- Exercise instructions:
Retype all of the entries that appear below, keeping them exactly as they are.

- Extracted data:
------------------------------------

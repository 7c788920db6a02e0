//! Runtime validation of request envelopes at the dispatcher boundary.
//!
//! Validation is incremental: only message types with side effects on
//! persisted data have data schemas; other types pass through. The validator
//! never panics; every failure is a tagged [`ValidationError`] carrying the
//! offending field names, which the dispatcher turns into an
//! `Invalid message` response before any backend is touched.

use serde_json::{Map, Value};

use crate::error::ValidationError;

/// A validated message envelope: a non-empty `type` plus optional object
/// `data`.
#[derive(Debug, Clone, PartialEq)]
pub struct Envelope {
    /// The message type, always a non-empty string.
    pub message_type: String,
    /// The payload, when present always a flat keyed structure.
    pub data: Option<Map<String, Value>>,
}

/// Validate the envelope shape of a raw message.
///
/// Rejects anything that is not an object, anything missing a non-empty
/// string `type`, and any `data` that is present but not an object.
pub fn validate_envelope(raw: &Value) -> Result<Envelope, ValidationError> {
    let object = raw
        .as_object()
        .ok_or_else(|| ValidationError::field("message", "message must be an object"))?;

    let message_type = match object.get("type") {
        Some(Value::String(s)) if !s.is_empty() => s.clone(),
        Some(Value::String(_)) => {
            return Err(ValidationError::field("type", "type must be non-empty"));
        }
        Some(_) => {
            return Err(ValidationError::field("type", "type must be a string"));
        }
        None => {
            return Err(ValidationError::field("type", "type is required"));
        }
    };

    let data = match object.get("data") {
        None | Some(Value::Null) => None,
        Some(Value::Object(map)) => Some(map.clone()),
        Some(_) => {
            return Err(ValidationError::field("data", "data must be an object"));
        }
    };

    Ok(Envelope { message_type, data })
}

/// Validate message data against the per-type schema, if one is registered.
///
/// Types without a registered schema pass through unchanged (incremental
/// validation).
pub fn validate_data(
    message_type: &str,
    data: Option<&Map<String, Value>>,
) -> Result<(), ValidationError> {
    match message_type {
        "getCurrentBookmark" => {
            // Optional url; passthrough for extra keys like title or tabId.
            if let Some(map) = data {
                match map.get("url") {
                    None | Some(Value::Null) | Some(Value::String(_)) => {}
                    Some(_) => {
                        return Err(ValidationError::field("url", "url must be a string"));
                    }
                }
            }
            Ok(())
        }
        "getTagsForUrl" | "deleteBookmark" => {
            let map = require_data(message_type, data)?;
            require_url(map)?;
            reject_unknown_keys(map, &["url"])
        }
        "saveBookmark" => {
            let map = require_data(message_type, data)?;
            let mut bad = Vec::new();
            if check_url(map).is_err() {
                bad.push("url".to_string());
            }
            if let Some(tags) = map.get("tags") {
                if !tags_shape_ok(tags) {
                    bad.push("tags".to_string());
                }
            }
            for field in ["description", "title"] {
                if let Some(value) = map.get(field) {
                    if !value.is_string() {
                        bad.push(field.to_string());
                    }
                }
            }
            for field in ["toread", "shared"] {
                if let Some(value) = map.get(field) {
                    if crate::model::TriState::coerce(value).is_none() {
                        bad.push(field.to_string());
                    }
                }
            }
            // Backend-specific passthrough fields are tolerated, not rejected.
            if bad.is_empty() {
                Ok(())
            } else {
                Err(ValidationError::fields(bad, "invalid saveBookmark data"))
            }
        }
        "saveTag" | "deleteTag" => {
            let map = require_data(message_type, data)?;
            let mut bad = Vec::new();
            if check_url(map).is_err() {
                bad.push("url".to_string());
            }
            match map.get("value") {
                Some(Value::String(s)) if !s.is_empty() => {}
                _ => bad.push("value".to_string()),
            }
            if !bad.is_empty() {
                return Err(ValidationError::fields(
                    bad,
                    format!("invalid {message_type} data"),
                ));
            }
            reject_unknown_keys(map, &["url", "value"])
        }
        "moveBookmarkToStorage" => {
            let map = require_data(message_type, data)?;
            let mut bad = Vec::new();
            if check_url(map).is_err() {
                bad.push("url".to_string());
            }
            match map.get("targetBackend") {
                Some(Value::String(s)) if !s.is_empty() => {}
                _ => bad.push("targetBackend".to_string()),
            }
            if bad.is_empty() {
                Ok(())
            } else {
                Err(ValidationError::fields(
                    bad,
                    "invalid moveBookmarkToStorage data",
                ))
            }
        }
        // No schema registered: pass through.
        _ => Ok(()),
    }
}

fn require_data<'a>(
    message_type: &str,
    data: Option<&'a Map<String, Value>>,
) -> Result<&'a Map<String, Value>, ValidationError> {
    data.ok_or_else(|| {
        ValidationError::field("data", format!("{message_type} requires a data object"))
    })
}

fn check_url(map: &Map<String, Value>) -> Result<(), ()> {
    match map.get("url") {
        Some(Value::String(s)) if !s.is_empty() => Ok(()),
        _ => Err(()),
    }
}

fn require_url(map: &Map<String, Value>) -> Result<(), ValidationError> {
    check_url(map).map_err(|_| ValidationError::field("url", "url must be a non-empty string"))
}

fn tags_shape_ok(tags: &Value) -> bool {
    match tags {
        Value::String(_) => true,
        Value::Array(items) => items.iter().all(Value::is_string),
        _ => false,
    }
}

/// Strict schemas reject keys outside their contract.
fn reject_unknown_keys(
    map: &Map<String, Value>,
    allowed: &[&str],
) -> Result<(), ValidationError> {
    let unknown: Vec<String> = map
        .keys()
        .filter(|k| !allowed.contains(&k.as_str()))
        .cloned()
        .collect();
    if unknown.is_empty() {
        Ok(())
    } else {
        Err(ValidationError::fields(unknown, "unrecognized fields"))
    }
}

------------------------------------

- Answer area:
repository 7c788920db6a02e0
//! Runtime validation of request envelopes at the dispatcher boundary.
//!
//! Validation is incremental: only message types with side effects on
//! persisted data have data schemas; other types pass through. The validator
//! never panics; every failure is a tagged [`ValidationError`] carrying the
//! offending field names, which the dispatcher turns into an
//! `Invalid message` response before any backend is touched.

use serde_json::{Map, Value};

use crate::error::ValidationError;

/// A validated message envelope: a non-empty `type` plus optional object
/// `data`.
#[derive(Debug, Clone, PartialEq)]
pub struct Envelope {
    /// The message type, always a non-empty string.
    pub message_type: String,
    /// The payload, when present always a flat keyed structure.
    pub data: Option<Map<String, Value>>,
}

/// Validate the envelope shape of a raw message.
///
/// Rejects anything that is not an object, anything missing a non-empty
/// string `type`, and any `data` that is present but not an object.
pub fn validate_envelope(raw: &Value) -> Result<Envelope, ValidationError> {
    let object = raw
        .as_object()
        .ok_or_else(|| ValidationError::field("message", "message must be an object"))?;

    let message_type = match object.get("type") {
        Some(Value::String(s)) if !s.is_empty() => s.clone(),
        Some(Value::String(_)) => {
            return Err(ValidationError::field("type", "type must be non-empty"));
        }
        Some(_) => {
            return Err(ValidationError::field("type", "type must be a string"));
        }
        None => {
            return Err(ValidationError::field("type", "type is required"));
        }
    };

    let data = match object.get("data") {
        None | Some(Value::Null) => None,
        Some(Value::Object(map)) => Some(map.clone()),
        Some(_) => {
            return Err(ValidationError::field("data", "data must be an object"));
        }
    };

    Ok(Envelope { message_type, data })
}

/// Validate message data against the per-type schema, if one is registered.
///
/// Types without a registered schema pass through unchanged (incremental
/// validation).
pub fn validate_data(
    message_type: &str,
    data: Option<&Map<String, Value>>,
) -> Result<(), ValidationError> {
    match message_type {
        "getCurrentBookmark" => {
            // Optional url; passthrough for extra keys like title or tabId.
            if let Some(map) = data {
                match map.get("url") {
                    None | Some(Value::Null) | Some(Value::String(_)) => {}
                    Some(_) => {
                        return Err(ValidationError::field("url", "url must be a string"));
                    }
                }
            }
            Ok(())
        }
        "getTagsForUrl" | "deleteBookmark" => {
            let map = require_data(message_type, data)?;
            require_url(map)?;
            reject_unknown_keys(map, &["url"])
        }
        "saveBookmark" => {
            let map = require_data(message_type, data)?;
            let mut bad = Vec::new();
            if check_url(map).is_err() {
                bad.push("url".to_string());
            }
            if let Some(tags) = map.get("tags") {
                if !tags_shape_ok(tags) {
                    bad.push("tags".to_string());
                }
            }
            for field in ["description", "title"] {
                if let Some(value) = map.get(field) {
                    if !value.is_string() {
                        bad.push(field.to_string());
                    }
                }
            }
            for field in ["toread", "shared"] {
                if let Some(value) = map.get(field) {
                    if crate::model::TriState::coerce(value).is_none() {
                        bad.push(field.to_string());
                    }
                }
            }
            // Backend-specific passthrough fields are tolerated, not rejected.
            if bad.is_empty() {
                Ok(())
            } else {
                Err(ValidationError::fields(bad, "invalid saveBookmark data"))
            }
        }
        "saveTag" | "deleteTag" => {
            let map = require_data(message_type, data)?;
            let mut bad = Vec::new();
            if check_url(map).is_err() {
                bad.push("url".to_string());
            }
            match map.get("value") {
                Some(Value::String(s)) if !s.is_empty() => {}
                _ => bad.push("value".to_string()),
            }
            if !bad.is_empty() {
                return Err(ValidationError::fields(
                    bad,
                    format!("invalid {message_type} data"),
                ));
            }
            reject_unknown_keys(map, &["url", "value"])
        }
        "moveBookmarkToStorage" => {
            let map = require_data(message_type, data)?;
            let mut bad = Vec::new();
            if check_url(map).is_err() {
                bad.push("url".to_string());
            }
            match map.get("targetBackend") {
                Some(Value::String(s)) if !s.is_empty() => {}
                _ => bad.push("targetBackend".to_string()),
            }
            if bad.is_empty() {
                Ok(())
            } else {
                Err(ValidationError::fields(
                    bad,
                    "invalid moveBookmarkToStorage data",
                ))
            }
        }
        // No schema registered: pass through.
        _ => Ok(()),
    }
}

fn require_data<'a>(
    message_type: &str,
    data: Option<&'a Map<String, Value>>,
) -> Result<&'a Map<String, Value>, ValidationError> {
    data.ok_or_else(|| {
        ValidationError::field("data", format!("{message_type} requires a data object"))
    })
}

fn check_url(map: &Map<String, Value>) -> Result<(), ()> {
    match map.get("url") {
        Some(Value::String(s)) if !s.is_empty() => Ok(()),
        _ => Err(()),
    }
}

fn require_url(map: &Map<String, Value>) -> Result<(), ValidationError> {
    check_url(map).map_err(|_| ValidationError::field("url", "url must be a non-empty string"))
}

fn tags_shape_ok(tags: &Value) -> bool {
    match tags {
        Value::String(_) => true,
        Value::Array(items) => items.iter().all(Value::is_string),
        _ => false,
    }
}

/// Strict schemas reject keys outside their contract.
fn reject_unknown_keys(
    map: &Map<String, Value>,
    allowed: &[&str],
) -> Result<(), ValidationError> {
    let unknown: Vec<String> = map
        .keys()
        .filter(|k| !allowed.contains(&k.as_str()))
        .cloned()
        .collect();
    if unknown.is_empty() {
        Ok(())
    } else {
        Err(ValidationError::fields(unknown, "unrecognized fields"))
    }
}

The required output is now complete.